## [Problem]
Although the data below holds other lines too, output only those from the line with "assert_eq!(ctx.reused_count(), 1);" up to and including the line with "assert_eq!(ctx.next_reusable_input_param_id(&a), None);", exactly as they appear.

## [Information shown]
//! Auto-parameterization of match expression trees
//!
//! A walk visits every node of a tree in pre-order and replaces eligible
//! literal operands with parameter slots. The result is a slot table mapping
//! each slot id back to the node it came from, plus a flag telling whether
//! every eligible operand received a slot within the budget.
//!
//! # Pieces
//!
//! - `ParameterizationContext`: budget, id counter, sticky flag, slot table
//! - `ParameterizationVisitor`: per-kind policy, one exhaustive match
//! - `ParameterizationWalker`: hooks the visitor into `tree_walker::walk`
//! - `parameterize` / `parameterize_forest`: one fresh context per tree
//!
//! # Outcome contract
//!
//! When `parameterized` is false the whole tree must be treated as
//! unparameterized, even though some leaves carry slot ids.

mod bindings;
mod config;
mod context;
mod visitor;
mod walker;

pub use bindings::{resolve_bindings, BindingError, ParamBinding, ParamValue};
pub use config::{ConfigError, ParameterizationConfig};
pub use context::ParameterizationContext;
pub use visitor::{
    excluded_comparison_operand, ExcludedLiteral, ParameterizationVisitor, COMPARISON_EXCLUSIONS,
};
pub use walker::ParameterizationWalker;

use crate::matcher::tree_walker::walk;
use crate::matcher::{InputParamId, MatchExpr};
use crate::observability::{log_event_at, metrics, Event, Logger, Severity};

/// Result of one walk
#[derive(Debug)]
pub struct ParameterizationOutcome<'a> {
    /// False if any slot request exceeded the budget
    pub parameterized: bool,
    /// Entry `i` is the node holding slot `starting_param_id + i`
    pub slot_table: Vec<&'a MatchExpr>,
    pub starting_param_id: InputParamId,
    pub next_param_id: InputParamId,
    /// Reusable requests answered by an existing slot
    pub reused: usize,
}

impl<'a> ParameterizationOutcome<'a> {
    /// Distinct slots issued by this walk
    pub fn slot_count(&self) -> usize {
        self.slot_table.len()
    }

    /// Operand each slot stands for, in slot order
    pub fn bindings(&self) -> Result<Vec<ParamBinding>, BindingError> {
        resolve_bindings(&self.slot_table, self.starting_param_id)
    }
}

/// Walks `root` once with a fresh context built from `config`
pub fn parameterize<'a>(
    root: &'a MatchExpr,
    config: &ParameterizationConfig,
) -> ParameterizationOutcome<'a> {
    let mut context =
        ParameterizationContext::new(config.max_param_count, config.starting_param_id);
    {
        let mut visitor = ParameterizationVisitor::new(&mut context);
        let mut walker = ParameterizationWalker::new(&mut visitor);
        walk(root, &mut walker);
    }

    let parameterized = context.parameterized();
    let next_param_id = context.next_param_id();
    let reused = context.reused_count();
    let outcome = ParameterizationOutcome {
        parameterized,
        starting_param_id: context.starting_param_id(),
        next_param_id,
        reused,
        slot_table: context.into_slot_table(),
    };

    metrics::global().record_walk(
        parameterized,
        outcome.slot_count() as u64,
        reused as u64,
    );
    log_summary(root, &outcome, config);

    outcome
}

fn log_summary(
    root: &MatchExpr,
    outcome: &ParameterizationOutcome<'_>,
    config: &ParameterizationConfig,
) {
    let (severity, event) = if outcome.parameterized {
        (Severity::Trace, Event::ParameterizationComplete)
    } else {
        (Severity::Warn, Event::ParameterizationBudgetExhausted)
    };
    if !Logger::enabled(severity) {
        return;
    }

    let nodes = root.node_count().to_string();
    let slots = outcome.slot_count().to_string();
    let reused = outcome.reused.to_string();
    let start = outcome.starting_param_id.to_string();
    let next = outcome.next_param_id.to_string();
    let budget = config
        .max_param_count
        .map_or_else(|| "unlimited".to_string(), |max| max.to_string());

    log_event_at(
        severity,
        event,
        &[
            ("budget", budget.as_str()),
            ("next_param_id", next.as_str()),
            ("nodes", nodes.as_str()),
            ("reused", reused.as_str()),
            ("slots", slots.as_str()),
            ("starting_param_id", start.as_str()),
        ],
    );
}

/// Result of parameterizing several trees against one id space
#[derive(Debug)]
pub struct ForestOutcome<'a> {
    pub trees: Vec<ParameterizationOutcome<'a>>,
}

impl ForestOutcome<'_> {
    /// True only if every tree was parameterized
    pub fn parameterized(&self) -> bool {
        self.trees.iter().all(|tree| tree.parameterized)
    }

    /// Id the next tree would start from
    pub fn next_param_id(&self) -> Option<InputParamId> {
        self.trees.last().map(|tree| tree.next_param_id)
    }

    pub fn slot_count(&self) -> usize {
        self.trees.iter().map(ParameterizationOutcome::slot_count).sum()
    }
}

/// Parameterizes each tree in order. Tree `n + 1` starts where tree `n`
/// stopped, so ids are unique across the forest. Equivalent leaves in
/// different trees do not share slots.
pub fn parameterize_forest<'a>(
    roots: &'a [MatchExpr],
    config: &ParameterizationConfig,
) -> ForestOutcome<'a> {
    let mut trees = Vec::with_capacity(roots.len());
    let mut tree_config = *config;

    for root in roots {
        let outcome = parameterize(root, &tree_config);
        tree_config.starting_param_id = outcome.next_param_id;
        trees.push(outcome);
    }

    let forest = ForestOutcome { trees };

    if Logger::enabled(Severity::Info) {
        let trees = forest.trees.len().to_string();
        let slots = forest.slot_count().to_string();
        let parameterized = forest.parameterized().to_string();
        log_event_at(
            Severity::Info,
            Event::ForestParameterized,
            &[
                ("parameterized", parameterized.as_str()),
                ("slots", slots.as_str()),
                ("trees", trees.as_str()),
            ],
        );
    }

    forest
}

--

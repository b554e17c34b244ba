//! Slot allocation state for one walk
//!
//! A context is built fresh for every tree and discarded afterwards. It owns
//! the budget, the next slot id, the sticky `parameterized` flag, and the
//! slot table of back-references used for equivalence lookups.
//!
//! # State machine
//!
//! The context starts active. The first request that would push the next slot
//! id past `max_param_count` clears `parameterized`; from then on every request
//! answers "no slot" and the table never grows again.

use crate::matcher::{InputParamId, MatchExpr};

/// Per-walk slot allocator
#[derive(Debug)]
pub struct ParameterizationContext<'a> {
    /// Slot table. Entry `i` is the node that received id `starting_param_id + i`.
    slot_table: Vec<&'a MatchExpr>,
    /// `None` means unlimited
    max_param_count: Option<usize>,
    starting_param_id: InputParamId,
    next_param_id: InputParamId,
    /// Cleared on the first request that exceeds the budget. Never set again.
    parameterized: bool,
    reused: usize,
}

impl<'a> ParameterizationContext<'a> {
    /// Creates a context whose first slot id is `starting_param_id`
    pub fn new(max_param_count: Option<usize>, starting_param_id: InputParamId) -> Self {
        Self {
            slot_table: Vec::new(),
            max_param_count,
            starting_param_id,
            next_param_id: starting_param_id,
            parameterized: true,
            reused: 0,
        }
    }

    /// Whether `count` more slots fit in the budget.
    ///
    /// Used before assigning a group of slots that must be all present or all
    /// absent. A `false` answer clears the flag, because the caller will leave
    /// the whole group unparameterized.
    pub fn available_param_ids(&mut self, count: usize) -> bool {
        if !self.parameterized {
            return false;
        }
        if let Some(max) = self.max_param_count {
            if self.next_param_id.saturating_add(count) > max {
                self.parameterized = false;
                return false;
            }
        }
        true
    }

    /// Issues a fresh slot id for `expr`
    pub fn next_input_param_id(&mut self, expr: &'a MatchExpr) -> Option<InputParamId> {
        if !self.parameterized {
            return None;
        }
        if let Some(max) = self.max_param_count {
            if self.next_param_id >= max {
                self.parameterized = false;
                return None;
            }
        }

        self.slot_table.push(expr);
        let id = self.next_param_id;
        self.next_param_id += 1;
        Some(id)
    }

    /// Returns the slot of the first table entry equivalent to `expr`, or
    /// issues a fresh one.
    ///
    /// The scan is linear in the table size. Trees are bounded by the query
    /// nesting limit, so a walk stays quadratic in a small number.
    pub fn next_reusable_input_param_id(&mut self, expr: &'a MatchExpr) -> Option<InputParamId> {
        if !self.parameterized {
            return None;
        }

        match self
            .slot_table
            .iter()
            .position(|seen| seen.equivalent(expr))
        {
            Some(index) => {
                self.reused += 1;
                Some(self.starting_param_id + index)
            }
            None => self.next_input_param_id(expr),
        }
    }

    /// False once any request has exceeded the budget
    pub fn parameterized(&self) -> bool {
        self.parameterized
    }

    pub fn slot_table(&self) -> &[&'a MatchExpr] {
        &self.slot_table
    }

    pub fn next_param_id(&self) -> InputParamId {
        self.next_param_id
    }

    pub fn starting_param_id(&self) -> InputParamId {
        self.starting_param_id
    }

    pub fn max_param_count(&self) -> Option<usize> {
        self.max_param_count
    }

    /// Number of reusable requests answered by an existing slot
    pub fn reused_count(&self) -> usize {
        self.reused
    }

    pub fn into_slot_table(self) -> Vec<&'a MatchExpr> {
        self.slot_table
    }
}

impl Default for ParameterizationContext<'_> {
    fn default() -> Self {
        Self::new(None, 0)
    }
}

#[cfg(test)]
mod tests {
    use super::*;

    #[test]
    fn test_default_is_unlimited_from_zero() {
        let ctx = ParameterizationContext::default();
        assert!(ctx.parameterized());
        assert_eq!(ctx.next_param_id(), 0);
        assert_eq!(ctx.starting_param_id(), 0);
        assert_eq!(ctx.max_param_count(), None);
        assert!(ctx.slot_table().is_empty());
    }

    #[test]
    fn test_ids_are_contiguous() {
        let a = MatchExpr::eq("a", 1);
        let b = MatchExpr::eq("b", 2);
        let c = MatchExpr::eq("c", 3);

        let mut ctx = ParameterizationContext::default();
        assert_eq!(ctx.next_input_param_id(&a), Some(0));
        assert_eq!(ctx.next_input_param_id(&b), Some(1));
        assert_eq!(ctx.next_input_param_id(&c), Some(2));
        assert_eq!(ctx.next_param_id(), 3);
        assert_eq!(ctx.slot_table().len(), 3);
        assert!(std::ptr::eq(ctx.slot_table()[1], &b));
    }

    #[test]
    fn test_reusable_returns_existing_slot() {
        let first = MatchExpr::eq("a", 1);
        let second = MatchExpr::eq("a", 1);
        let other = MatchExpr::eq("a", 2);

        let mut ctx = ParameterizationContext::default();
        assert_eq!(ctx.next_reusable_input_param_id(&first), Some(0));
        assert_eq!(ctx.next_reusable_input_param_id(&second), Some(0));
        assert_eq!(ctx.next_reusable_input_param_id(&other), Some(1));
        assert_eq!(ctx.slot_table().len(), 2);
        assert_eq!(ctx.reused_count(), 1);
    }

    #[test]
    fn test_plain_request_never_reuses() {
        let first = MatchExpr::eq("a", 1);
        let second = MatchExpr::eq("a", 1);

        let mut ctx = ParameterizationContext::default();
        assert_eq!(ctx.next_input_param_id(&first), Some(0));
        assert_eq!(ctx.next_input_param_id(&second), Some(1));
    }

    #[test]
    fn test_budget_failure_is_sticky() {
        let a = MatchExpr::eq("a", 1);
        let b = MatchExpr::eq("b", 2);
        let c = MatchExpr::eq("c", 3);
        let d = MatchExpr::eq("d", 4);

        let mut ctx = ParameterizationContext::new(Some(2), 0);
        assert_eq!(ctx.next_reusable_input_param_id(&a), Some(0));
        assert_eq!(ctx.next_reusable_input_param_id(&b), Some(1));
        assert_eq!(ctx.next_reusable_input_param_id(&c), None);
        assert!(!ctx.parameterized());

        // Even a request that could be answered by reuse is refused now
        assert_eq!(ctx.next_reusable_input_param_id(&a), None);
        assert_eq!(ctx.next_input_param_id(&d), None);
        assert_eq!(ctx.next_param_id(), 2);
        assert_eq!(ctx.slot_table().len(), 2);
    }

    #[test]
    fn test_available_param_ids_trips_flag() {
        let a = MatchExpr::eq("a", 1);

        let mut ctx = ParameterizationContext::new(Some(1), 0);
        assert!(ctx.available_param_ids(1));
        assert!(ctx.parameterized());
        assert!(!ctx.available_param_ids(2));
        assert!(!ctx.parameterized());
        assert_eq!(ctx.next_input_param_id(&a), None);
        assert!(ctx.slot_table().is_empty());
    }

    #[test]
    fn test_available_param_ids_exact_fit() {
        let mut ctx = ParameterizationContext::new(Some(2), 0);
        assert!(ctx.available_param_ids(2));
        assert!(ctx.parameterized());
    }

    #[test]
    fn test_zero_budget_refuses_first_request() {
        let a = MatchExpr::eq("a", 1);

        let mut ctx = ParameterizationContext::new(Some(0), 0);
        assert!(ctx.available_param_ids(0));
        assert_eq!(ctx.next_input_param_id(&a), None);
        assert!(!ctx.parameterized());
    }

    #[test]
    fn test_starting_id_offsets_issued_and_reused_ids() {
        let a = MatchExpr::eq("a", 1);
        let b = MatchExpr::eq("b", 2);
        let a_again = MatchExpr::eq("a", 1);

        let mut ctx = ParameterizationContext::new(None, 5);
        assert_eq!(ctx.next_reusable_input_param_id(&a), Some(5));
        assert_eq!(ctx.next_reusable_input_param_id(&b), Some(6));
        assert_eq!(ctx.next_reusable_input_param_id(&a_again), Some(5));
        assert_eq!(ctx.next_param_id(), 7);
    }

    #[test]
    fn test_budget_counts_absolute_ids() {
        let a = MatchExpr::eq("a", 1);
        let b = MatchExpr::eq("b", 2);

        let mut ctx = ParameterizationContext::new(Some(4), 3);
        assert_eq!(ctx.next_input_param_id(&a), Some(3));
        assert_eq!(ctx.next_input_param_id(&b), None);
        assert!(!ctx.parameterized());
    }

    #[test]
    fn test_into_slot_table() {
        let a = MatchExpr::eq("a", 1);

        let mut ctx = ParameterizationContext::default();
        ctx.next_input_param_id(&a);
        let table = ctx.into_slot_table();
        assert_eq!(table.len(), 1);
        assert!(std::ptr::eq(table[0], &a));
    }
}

## [Task answer]
        assert_eq!(ctx.reused_count(), 1);
    }

    #[test]
    fn test_plain_request_never_reuses() {
        let first = MatchExpr::eq("a", 1);
        let second = MatchExpr::eq("a", 1);

        let mut ctx = ParameterizationContext::default();
        assert_eq!(ctx.next_input_param_id(&first), Some(0));
        assert_eq!(ctx.next_input_param_id(&second), Some(1));
    }

    #[test]
    fn test_budget_failure_is_sticky() {
        let a = MatchExpr::eq("a", 1);
        let b = MatchExpr::eq("b", 2);
        let c = MatchExpr::eq("c", 3);
        let d = MatchExpr::eq("d", 4);

        let mut ctx = ParameterizationContext::new(Some(2), 0);
        assert_eq!(ctx.next_reusable_input_param_id(&a), Some(0));
        assert_eq!(ctx.next_reusable_input_param_id(&b), Some(1));
        assert_eq!(ctx.next_reusable_input_param_id(&c), None);
        assert!(!ctx.parameterized());

        // Even a request that could be answered by reuse is refused now
        assert_eq!(ctx.next_reusable_input_param_id(&a), None);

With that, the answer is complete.